Although many studies of EGR model and characterization have been done and the results show that the application of EGR has potentially increased gas production and CO2 storage, however, EGR has not been applied in the field. Currently, there are only a few natural decline gas reservoirs that utilized EGR due to many considerations, for example, in Budafa Szinfeletti Field, Hungary (Beggs and Brill 1973). There are several aspects to take in consideration starting from the technical side to the economic aspect. From a technical point of view, excessive mixing of CO2 and CH4 will cause CO2 breakthrough. CO2 breakthrough is a condition when CO2 is brought to the production well. This condition will cause a decrease in natural gas production so that the EGR and carbon sequestration processes cannot be optimized (Srichai 2006). However, this can be overcome by utilizing a much larger ratio of CO2 density compared to CH4 (Wang and Economodies 2009). It can be performed by selecting the appropriate reservoir and injecting CO2 at the deepest point of the reservoir (Srichai 2006). While in economic aspects, large enough costs are needed to use EGR technology starting from the cost of procuring CO2, transportation to operational costs. The operational cost of CO2 injection depends on the pressure and flow rate requirements so that the injected CO2 meets the reservoir criteria. If the pressure and CO2 flow rate are excessive, it will increase operating costs, whereas if less, the natural gas produced and CO2 storage are less than optimal; hence, the optimization of operating condition is needed.

In this study, optimization of CO2 EGR and carbon sequestration was carried out by optimizing the injection operation conditions and considering costs. Optimized variables include flow rate, temperature and CO2 pressure that are injected into the natural gas reservoir through injection wells. The aim of this study is optimizing the operating conditions to minimize EGR production costs and finally generate maximum profit from natural gas production and CO2 storage.

Approach/methodology

Determination of operating condition range of CO2 EGR and reservoir formation properties

The case study for operation condition of CO2 EGR and carbon sequestration in this research uses the data from Morrow County, Ohio, USA (Fukai and Mishra 2016). Pressure, temperature and mass flow rate injection conditions are 7.38 MPa, 31 °C and 0.30443 kg/s, respectively, while the natural gas reservoir condition used as case study in this research is based on field condition data of Cooperstown, Venango, and Crawford County Gas Field, Pennsylvania, USA, from the U.S. Geological Survey. From these data, it is known that reservoir has grimsby rock formation type with porosity of 10.35% and at depth 1706 m below ground level. The reservoir has permeability of 27.1 mD and water saturation value of 12%. The reservoir pressure and temperature conditions were 13.51 MPa and 48.33 °C, respectively (Castle and Brynes 2005). In this research, reservoir is assumed in the cylindrical shape and isolated along the length of 100 m of the reservoir (from injection well to production well).

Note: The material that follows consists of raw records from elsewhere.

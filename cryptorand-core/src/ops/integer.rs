use serde::Serialize;

use crate::args::{check_range, Arguments};
use crate::constants::{MAX_INTEGER_COUNT, TOOL_RANDOM_INTEGER};
use crate::error::{Result, ValidationError};
use crate::ops::{Output, Tool};
use crate::sampling;
use crate::schema::{OperationSpec, ParamKind, ParamSpec};
use crate::traits::random::SecureRandom;

/// Integers drawn uniformly from `[min, max]`.
#[derive(Debug, Clone, Copy, PartialEq, Eq, Serialize)]
pub struct IntegerRequest {
    pub min: i64,
    pub max: i64,
    pub count: i64,
}

impl Default for IntegerRequest {
    fn default() -> Self {
        Self {
            min: 0,
            max: 100,
            count: 1,
        }
    }
}

impl IntegerRequest {
    pub fn validate(&self) -> std::result::Result<(), ValidationError> {
        if self.min > self.max {
            return Err(ValidationError::new(
                "min",
                "Minimum value cannot be greater than maximum value",
                "min <= max",
            ));
        }
        check_range("count", self.count, 1, MAX_INTEGER_COUNT)
    }

    pub fn generate(&self, rng: &dyn SecureRandom) -> Result<Vec<i64>> {
        self.validate()?;
        (0..self.count)
            .map(|_| sampling::range_inclusive(rng, self.min, self.max))
            .collect()
    }
}

impl Tool for IntegerRequest {
    const NAME: &'static str = TOOL_RANDOM_INTEGER;
    const RESULT_TYPE: &'static str = "random_integers";

    fn spec() -> OperationSpec {
        let d = Self::default();
        OperationSpec {
            name: Self::NAME,
            description: "Generate cryptographically secure random integers within a specified range",
            params: vec![
                ParamSpec::new("min", ParamKind::Integer, "Minimum value (inclusive)")
                    .default_value(d.min),
                ParamSpec::new("max", ParamKind::Integer, "Maximum value (inclusive)")
                    .default_value(d.max),
                ParamSpec::new("count", ParamKind::Integer, "Number of integers to generate")
                    .default_value(d.count)
                    .range(1, MAX_INTEGER_COUNT),
            ],
        }
    }

    fn from_args(args: &Arguments<'_>) -> std::result::Result<Self, ValidationError> {
        let d = Self::default();
        Ok(Self {
            min: args.integer("min", d.min)?,
            max: args.integer("max", d.max)?,
            count: args.integer("count", d.count)?,
        })
    }

    fn execute(&self, rng: &dyn SecureRandom) -> Result<Output> {
        Ok(Output::values(self.generate(rng)?))
    }
}

#[cfg(test)]
mod tests {
    use super::*;
    use crate::entropy::OsRandom;
    use crate::error::RandError;
    use crate::testing::CountingRandom;
    use proptest::prelude::*;

    #[test]
    fn test_equal_bounds_repeat_value() {
        let req = IntegerRequest { min: 5, max: 5, count: 3 };
        assert_eq!(req.generate(&OsRandom::new()).unwrap(), vec![5, 5, 5]);
    }

    #[test]
    fn test_inverted_bounds_rejected_without_draw() {
        let rng = CountingRandom::default();
        let req = IntegerRequest { min: 100, max: 0, count: 1 };
        match req.generate(&rng) {
            Err(RandError::Validation(e)) => {
                assert_eq!(e.field, "min");
                assert!(e.reason.contains("Minimum value cannot be greater than maximum value"));
            }
            other => panic!("expected validation error, got {other:?}"),
        }
        assert_eq!(rng.calls(), 0);
    }

    #[test]
    fn test_count_ceiling_rejected_not_truncated() {
        let rng = CountingRandom::default();
        for count in [0, -1, MAX_INTEGER_COUNT + 1] {
            let req = IntegerRequest { count, ..Default::default() };
            let err = req.generate(&rng).unwrap_err();
            assert!(matches!(err, RandError::Validation(ref e) if e.field == "count"));
        }
        assert_eq!(rng.calls(), 0);
    }

    #[test]
    fn test_extreme_bounds() {
        let req = IntegerRequest { min: i64::MIN, max: i64::MAX, count: 20 };
        assert_eq!(req.generate(&OsRandom::new()).unwrap().len(), 20);
    }

    #[test]
    fn test_defaults_cover_both_ends() {
        let req = IntegerRequest { min: 0, max: 1, count: 1000 };
        let values = req.generate(&OsRandom::new()).unwrap();
        assert!(values.contains(&0));
        assert!(values.contains(&1));
    }

    proptest! {
        #[test]
        fn prop_values_within_bounds(
            min in -1_000_000i64..1_000_000,
            width in 0i64..1_000_000,
            count in 1i64..=50,
        ) {
            let req = IntegerRequest { min, max: min + width, count };
            let values = req.generate(&OsRandom::new()).unwrap();
            prop_assert_eq!(values.len() as i64, count);
            prop_assert!(values.iter().all(|v| min <= *v && *v <= min + width));
        }
    }
}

The natural gas composition used is based on the conditions of the natural gas content of the Brown gas well located in the state of Pennsylvania where it has the same geological formation, porosity, and depth characteristics with the Cooperstown gas field. The data obtained from the U.S. Geological Survey state that the reservoir contains natural gas with condensate gas (Burruss and Ryder 2014) (Table 1).
Table 1

Natural gas composition

Compounds

Compounds formula

mol

%mol

Mr

Methane

CH4

94.36

0.9436

16.043

Ethane

C2H6

2.37

0.0237

30.07

Propane

C3H8

0.15

0.0015

44.097

Iso-butane

C4H10

0.017

0.00017

58.124

N-Butane

C4H10

0.022

0.00022

58.124

Iso-pentane

C5H12

0.009

0.00009

72.151

Hexane+

C6H14

0.015

0.00015

86.178

Helium

He

0.087

0.00087

4.003

Hydrogen

H2

0.01

0.0001

2.016

Nitrogen

N2

2.92

0.0292

28.014

Carbon dioxide

CO2

0.04

0.0004

44.009

Pressure and Temperature Gradient Model of CO2 EGR and Carbon Sequestration

Injected CO2 will encounter changes in temperature and pressure. Thus, it is necessary to derive the empirical equations to know the changes and impact through the fluid. In this research, Beggs–Brill equation is used to model pressure drop in injection well and production well, whereas Darcy equation is used to model pressure drop in reservoir. Temperature gradient for each part is modeled using mass and energy balances equations. The fluid properties were predicted using Peng–Robinson vapor–liquid equilibrium under commercial software HYSYS. (Banete 2014; Beggs and Brill 1973; Srichai 2006). Validation of the model is performed by comparing the model results with simulation results using PIPESIM software for injection well and production well and COMSOL Multiphysics for reservoir.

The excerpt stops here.